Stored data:
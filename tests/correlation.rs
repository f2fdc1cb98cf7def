use approx::assert_relative_eq;
use plate_hx::error::DomainError;
use plate_hx::exchanger::correlation::{friction_factor, NusseltCorrelation};
use plate_hx::exchanger::hydraulics;
use proptest::prelude::*;

#[test]
fn friction_factor_matches_closed_form() {
    let re: f64 = 500.0;
    let expected = (1.5_f64).powf(0.83)
        * ((30.2 / re).powi(5) + (6.28 / re.sqrt()).powi(5)).powf(0.2);
    let f = friction_factor(re, 45.0).expect("friction");
    assert_relative_eq!(f, expected, max_relative = 1e-12);
}

#[test]
fn friction_factor_scales_with_corrugation_angle() {
    let f30 = friction_factor(1000.0, 30.0).unwrap();
    let f60 = friction_factor(1000.0, 60.0).unwrap();
    assert_relative_eq!(f60 / f30, 2.0_f64.powf(0.83), max_relative = 1e-12);
}

#[test]
fn friction_factor_rejects_non_positive_inputs() {
    assert!(matches!(
        friction_factor(0.0, 45.0),
        Err(DomainError::OutsideCorrelation { .. })
    ));
    assert!(friction_factor(-10.0, 45.0).is_err());
    assert!(friction_factor(100.0, 0.0).is_err());
}

#[test]
fn power_law_nusselt_uses_default_constants() {
    let nu = NusseltCorrelation::default()
        .nusselt(1000.0, 5.0, 0.0)
        .expect("nusselt");
    let expected = 0.1381 * 1000.0_f64.powf(0.75) * 5.0_f64.powf(0.333);
    assert_relative_eq!(nu, expected, max_relative = 1e-12);
}

#[test]
fn gnielinski_requires_turbulent_reynolds_number() {
    let gnielinski = NusseltCorrelation::Gnielinski;
    assert!(matches!(
        gnielinski.nusselt(800.0, 5.0, 0.05),
        Err(DomainError::OutsideCorrelation { .. })
    ));
    let nu = gnielinski.nusselt(5000.0, 5.0, 0.05).expect("nusselt");
    let f8: f64 = 0.05 / 8.0;
    let expected = f8 * 4000.0 * 5.0 / (1.0 + 12.7 * f8.sqrt() * (5.0_f64.powf(2.0 / 3.0) - 1.0));
    assert_relative_eq!(nu, expected, max_relative = 1e-12);
}

#[test]
fn correlation_names() {
    assert_eq!(
        NusseltCorrelation::from_name("Gnielinski"),
        Some(NusseltCorrelation::Gnielinski)
    );
    assert_eq!(
        NusseltCorrelation::from_name("power-law"),
        Some(NusseltCorrelation::default())
    );
    assert_eq!(NusseltCorrelation::from_name("dittus-boelter"), None);
}

#[test]
fn channel_flow_splits_across_plates() {
    let one = hydraulics::channel_velocity(0.5, 1000.0, 2e-4, 1);
    let four = hydraulics::channel_velocity(0.5, 1000.0, 2e-4, 4);
    assert_relative_eq!(one, 2.5, max_relative = 1e-12);
    assert_relative_eq!(four, one / 4.0, max_relative = 1e-12);
}

#[test]
fn darcy_and_port_losses() {
    // f=0.1, L/Dh=100, ρ=1000, v=1 → 5 kPa
    let dp = hydraulics::channel_pressure_drop(0.1, 0.4, 0.004, 1000.0, 1.0);
    assert_relative_eq!(dp, 5000.0, max_relative = 1e-12);
    assert_relative_eq!(
        hydraulics::port_pressure_drop(1000.0, 2.0),
        2800.0,
        max_relative = 1e-12
    );
    let v = hydraulics::port_velocity(1.0, 1000.0, 0.05);
    assert_relative_eq!(
        v,
        1.0 / 1000.0 / (std::f64::consts::PI * 0.05 * 0.05 / 4.0),
        max_relative = 1e-12
    );
}

proptest! {
    #[test]
    fn friction_factor_decreases_with_reynolds(
        re in 2.0f64..1.0e4,
        factor in 1.01f64..10.0,
        angle in 30.0f64..=60.0,
    ) {
        let low = friction_factor(re, angle).unwrap();
        let high = friction_factor(re * factor, angle).unwrap();
        prop_assert!(high < low);
        prop_assert!(high > 0.0);
    }
}
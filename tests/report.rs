use plate_hx::config::{self, Settings};
use plate_hx::exchanger;
use plate_hx::i18n::{self, keys, Language, Translator};
use plate_hx::report;
use plate_hx::ParameterSet;

const PARAMETERS: &str = r#"
[plate-heat-exchanger]
energy = "10 kW"
hot_mass_flow_rate = 0.5
cold_mass_flow_rate = 0.3
hot_inlet_temperature = 60
cold_inlet_temperature = 20
plate_width = "100 mm"
plate_height = "300 mm"
plate_spacing = "2 mm"
plate_thickness = "0.5 mm"
plate_max_count = 100
corrugation_angle = 45
overall_heat_transfer_coefficient = 1500

[hot-coolant]
name = "oil"
density = 850
dynamic_viscosity = 0.01
prandtl_number = 150
specific_heat = 2000
thermal_conductivity = 0.13

[cold-coolant]
name = "water"
density = 998
dynamic_viscosity = 0.001
prandtl_number = 7
specific_heat = 4180
thermal_conductivity = 0.6
"#;

fn render(params: &str, lang: &str, sweep: bool) -> String {
    let params = ParameterSet::from_toml_str(params).unwrap();
    let analysis = exchanger::run(&params).unwrap();
    report::render(&analysis, &Settings::default(), &Translator::new(lang), sweep)
}

#[test]
fn english_report_lists_labels_with_units() {
    let text = render(PARAMETERS, "en", false);
    assert!(text.starts_with("=== Plate Heat Exchanger Results ==="));
    assert!(text.contains("Hot Coolant :: oil\n"));
    assert!(text.contains("Hot Coolant Ti :: 60.000 °C\n"));
    assert!(text.contains("Hot Coolant To :: 50.000 °C\n"));
    assert!(text.contains("Hot Coolant ΔT :: -10.000 Δ°C\n"));
    assert!(text.contains("Heat Duty :: 10.000 kW\n"));
    assert!(text.contains("Plates Required :: 8\n"));
    assert!(!text.contains("P_used"));
}

#[test]
fn uncertain_inputs_are_reported_with_their_spread() {
    let text = render(
        &PARAMETERS.replace("energy = \"10 kW\"", "energy = \"(10 +/- 0.1) kW\""),
        "en",
        false,
    );
    assert!(text.contains("Heat Duty :: 10.000 ± 0.100 kW\n"), "{text}");
    assert!(text.contains("Hot Coolant To :: 50.000 ± 0.100 °C\n"), "{text}");
    assert!(text.contains("Plates Required :: 8\n"));

    let exact = render(PARAMETERS, "en", false);
    assert!(!exact.contains('±'));
}

#[test]
fn korean_report_and_sweep_rows() {
    let text = render(PARAMETERS, "ko", true);
    assert!(text.contains("필요 판 매수 :: 8\n"));
    assert!(text.contains("판 매수, 필요 매수"));
    // 1~8장 평가 행
    let rows = text
        .lines()
        .skip_while(|l| !l.starts_with("판 매수,"))
        .skip(1)
        .count();
    assert_eq!(rows, 8);
}

#[test]
fn no_solution_is_reported() {
    let text = render(
        &PARAMETERS.replace("plate_max_count = 100", "plate_max_count = 2"),
        "en",
        false,
    );
    assert!(text.contains("Plates Required :: No Solution\n"));
    assert!(text.contains("Warnings:"));
}

#[test]
fn translator_falls_back_to_english() {
    let tr = Translator::new("fr");
    assert_eq!(tr.language(), Language::En);
    assert_eq!(tr.t(keys::PLATES_REQUIRED), "Plates Required");
    assert_eq!(Translator::new("ko-KR").t(keys::NO_SOLUTION), "해 없음");
}

#[test]
fn explicit_language_wins_over_settings() {
    assert_eq!(i18n::resolve_language("ko", Some("en")), "ko");
    assert_eq!(i18n::resolve_language("auto", Some("en")), "en");
    assert_eq!(i18n::resolve_language("EN_us", None), "en");
}

#[test]
fn missing_settings_file_is_created_with_defaults() {
    let path = std::env::temp_dir().join(format!("plate_hx_settings_{}.toml", std::process::id()));
    let _ = std::fs::remove_file(&path);

    let settings = config::load_or_default(&path).expect("settings");
    assert_eq!(settings, Settings::default());
    assert!(path.exists());

    let reloaded = config::load_or_default(&path).expect("settings");
    assert_eq!(reloaded, settings);
    let _ = std::fs::remove_file(&path);
}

What the task requires:
For the word "path", go through the records and show each line that carries it.

Written solution:
    let path = std::env::temp_dir().join(format!("plate_hx_settings_{}.toml", std::process::id()));
    let _ = std::fs::remove_file(&path);
    let settings = config::load_or_default(&path).expect("settings");
    assert!(path.exists());
    let reloaded = config::load_or_default(&path).expect("settings");
    let _ = std::fs::remove_file(&path);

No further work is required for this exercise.